Listed below are entries; give the number of lines among them that include "Option", and only that number.

Stored data:
[Start of section]
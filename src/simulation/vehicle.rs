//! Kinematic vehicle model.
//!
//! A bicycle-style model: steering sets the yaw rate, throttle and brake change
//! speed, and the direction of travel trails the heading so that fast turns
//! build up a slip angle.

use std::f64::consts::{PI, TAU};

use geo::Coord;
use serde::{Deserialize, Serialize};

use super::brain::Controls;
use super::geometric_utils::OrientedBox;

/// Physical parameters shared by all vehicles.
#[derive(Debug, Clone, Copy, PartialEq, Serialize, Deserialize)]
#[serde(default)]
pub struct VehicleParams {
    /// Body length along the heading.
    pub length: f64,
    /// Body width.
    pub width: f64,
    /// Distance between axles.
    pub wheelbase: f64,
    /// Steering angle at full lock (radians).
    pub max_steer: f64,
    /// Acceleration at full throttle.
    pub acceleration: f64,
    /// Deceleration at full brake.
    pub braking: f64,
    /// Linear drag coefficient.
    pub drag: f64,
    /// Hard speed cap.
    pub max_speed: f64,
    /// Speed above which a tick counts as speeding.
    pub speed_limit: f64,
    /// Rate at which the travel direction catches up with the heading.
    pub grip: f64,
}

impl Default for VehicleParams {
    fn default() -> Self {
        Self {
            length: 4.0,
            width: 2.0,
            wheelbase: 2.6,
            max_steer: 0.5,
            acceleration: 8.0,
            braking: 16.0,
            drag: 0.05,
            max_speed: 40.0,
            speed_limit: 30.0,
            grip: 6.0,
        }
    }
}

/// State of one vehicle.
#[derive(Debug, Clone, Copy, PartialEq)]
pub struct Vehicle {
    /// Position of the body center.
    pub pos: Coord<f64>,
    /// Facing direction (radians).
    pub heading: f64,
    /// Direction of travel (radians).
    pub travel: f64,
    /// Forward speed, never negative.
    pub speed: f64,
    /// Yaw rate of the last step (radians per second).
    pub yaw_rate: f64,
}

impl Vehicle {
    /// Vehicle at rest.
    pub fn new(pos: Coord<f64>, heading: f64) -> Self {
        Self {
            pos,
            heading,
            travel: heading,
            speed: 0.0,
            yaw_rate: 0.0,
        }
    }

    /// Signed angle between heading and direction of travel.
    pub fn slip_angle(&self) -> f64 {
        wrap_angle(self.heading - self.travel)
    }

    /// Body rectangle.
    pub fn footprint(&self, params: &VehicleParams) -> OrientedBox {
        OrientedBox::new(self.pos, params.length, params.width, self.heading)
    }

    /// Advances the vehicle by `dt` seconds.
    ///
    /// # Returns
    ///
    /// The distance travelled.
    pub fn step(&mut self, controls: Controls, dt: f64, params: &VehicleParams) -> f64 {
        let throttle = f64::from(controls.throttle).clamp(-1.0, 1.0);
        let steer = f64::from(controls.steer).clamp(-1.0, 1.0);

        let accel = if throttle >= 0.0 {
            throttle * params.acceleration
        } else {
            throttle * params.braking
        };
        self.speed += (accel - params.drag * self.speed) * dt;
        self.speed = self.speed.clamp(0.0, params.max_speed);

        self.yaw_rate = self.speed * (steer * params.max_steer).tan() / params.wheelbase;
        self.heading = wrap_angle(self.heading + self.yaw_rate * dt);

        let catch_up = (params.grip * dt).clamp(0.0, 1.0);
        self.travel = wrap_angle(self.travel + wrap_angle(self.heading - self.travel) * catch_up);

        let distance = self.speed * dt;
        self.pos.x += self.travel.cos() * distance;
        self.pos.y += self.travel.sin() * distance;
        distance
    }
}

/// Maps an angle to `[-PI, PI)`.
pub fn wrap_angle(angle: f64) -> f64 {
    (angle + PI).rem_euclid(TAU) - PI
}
[End of section]
[Start of section]
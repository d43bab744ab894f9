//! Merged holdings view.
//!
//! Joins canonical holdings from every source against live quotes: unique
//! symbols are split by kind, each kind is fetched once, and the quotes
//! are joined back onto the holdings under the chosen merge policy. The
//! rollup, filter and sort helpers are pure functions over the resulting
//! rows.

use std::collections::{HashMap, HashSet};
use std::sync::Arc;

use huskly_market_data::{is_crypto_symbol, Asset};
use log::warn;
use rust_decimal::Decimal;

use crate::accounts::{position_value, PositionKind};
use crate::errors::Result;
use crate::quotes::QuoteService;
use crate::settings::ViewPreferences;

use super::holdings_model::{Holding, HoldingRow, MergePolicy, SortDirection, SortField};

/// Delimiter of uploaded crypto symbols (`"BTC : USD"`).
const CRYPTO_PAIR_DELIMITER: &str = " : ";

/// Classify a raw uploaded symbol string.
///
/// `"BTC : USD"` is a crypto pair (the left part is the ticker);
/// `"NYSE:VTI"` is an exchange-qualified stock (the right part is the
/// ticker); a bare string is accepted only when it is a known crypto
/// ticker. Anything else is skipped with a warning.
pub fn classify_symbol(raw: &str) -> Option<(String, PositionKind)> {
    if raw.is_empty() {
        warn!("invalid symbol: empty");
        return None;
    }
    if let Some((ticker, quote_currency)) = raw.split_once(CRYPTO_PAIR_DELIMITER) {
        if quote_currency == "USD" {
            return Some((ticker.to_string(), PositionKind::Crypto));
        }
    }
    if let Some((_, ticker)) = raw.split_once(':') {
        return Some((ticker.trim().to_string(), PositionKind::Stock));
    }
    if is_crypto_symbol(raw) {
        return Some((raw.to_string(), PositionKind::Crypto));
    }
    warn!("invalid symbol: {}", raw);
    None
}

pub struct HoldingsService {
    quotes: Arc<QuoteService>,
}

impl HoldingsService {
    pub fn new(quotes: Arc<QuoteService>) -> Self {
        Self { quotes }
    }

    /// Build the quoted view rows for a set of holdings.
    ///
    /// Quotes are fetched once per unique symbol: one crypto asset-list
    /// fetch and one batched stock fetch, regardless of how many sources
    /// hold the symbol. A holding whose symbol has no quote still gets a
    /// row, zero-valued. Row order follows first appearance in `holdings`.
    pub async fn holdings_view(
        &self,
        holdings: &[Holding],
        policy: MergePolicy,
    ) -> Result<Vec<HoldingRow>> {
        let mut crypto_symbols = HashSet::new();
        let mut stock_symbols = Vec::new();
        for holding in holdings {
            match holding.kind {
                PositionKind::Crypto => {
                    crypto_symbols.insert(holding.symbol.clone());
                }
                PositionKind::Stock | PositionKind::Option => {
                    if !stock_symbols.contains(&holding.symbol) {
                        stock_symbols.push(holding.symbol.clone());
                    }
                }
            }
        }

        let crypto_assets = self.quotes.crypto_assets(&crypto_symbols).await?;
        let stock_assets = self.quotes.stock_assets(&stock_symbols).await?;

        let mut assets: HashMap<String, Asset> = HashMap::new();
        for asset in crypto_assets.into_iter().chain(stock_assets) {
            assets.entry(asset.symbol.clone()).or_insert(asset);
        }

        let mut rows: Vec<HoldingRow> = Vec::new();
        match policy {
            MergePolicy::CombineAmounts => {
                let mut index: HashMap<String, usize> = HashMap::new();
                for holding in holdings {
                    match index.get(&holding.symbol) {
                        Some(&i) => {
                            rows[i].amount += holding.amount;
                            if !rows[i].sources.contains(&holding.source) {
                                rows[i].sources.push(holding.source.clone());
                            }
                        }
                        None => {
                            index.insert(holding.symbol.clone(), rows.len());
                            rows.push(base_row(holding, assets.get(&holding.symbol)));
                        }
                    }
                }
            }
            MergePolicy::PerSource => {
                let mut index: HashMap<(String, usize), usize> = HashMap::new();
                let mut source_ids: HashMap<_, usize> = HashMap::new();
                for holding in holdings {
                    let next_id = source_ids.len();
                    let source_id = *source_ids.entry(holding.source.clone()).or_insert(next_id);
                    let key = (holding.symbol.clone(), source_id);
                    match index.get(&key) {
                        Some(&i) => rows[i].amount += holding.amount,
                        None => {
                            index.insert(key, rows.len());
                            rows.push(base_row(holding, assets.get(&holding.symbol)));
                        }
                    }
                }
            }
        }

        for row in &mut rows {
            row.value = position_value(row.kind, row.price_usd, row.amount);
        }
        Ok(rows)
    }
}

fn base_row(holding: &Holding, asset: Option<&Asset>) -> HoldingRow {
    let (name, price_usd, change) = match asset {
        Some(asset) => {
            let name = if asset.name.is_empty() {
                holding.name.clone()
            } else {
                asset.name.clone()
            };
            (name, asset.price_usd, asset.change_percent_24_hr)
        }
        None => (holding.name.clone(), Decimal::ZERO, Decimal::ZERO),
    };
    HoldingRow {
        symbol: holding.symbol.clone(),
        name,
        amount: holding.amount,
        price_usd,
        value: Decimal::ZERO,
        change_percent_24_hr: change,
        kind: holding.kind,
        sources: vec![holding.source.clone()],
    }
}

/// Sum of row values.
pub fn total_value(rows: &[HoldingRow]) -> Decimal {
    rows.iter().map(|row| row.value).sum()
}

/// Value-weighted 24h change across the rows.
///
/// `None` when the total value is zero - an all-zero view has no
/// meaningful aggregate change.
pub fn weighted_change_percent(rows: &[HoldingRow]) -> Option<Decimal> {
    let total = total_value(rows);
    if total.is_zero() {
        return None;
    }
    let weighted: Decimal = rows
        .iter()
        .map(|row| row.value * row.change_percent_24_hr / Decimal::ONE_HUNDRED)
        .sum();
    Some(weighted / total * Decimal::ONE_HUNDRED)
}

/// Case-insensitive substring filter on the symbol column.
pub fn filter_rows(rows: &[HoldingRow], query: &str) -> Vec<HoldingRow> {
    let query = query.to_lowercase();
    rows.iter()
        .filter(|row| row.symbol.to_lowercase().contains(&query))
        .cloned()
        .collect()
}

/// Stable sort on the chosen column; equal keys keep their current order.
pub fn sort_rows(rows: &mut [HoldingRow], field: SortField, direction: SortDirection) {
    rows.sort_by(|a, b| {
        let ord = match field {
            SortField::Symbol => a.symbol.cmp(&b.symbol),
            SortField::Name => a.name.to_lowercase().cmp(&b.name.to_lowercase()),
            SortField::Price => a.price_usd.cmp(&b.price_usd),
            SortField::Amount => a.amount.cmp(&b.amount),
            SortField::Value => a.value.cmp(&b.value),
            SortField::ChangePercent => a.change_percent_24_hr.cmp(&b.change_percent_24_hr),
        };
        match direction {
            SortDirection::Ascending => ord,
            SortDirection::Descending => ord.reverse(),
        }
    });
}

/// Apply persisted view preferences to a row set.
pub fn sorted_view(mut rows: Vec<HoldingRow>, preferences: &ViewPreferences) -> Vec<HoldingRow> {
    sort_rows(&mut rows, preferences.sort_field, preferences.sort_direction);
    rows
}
[End of section]
Completed exercise:
4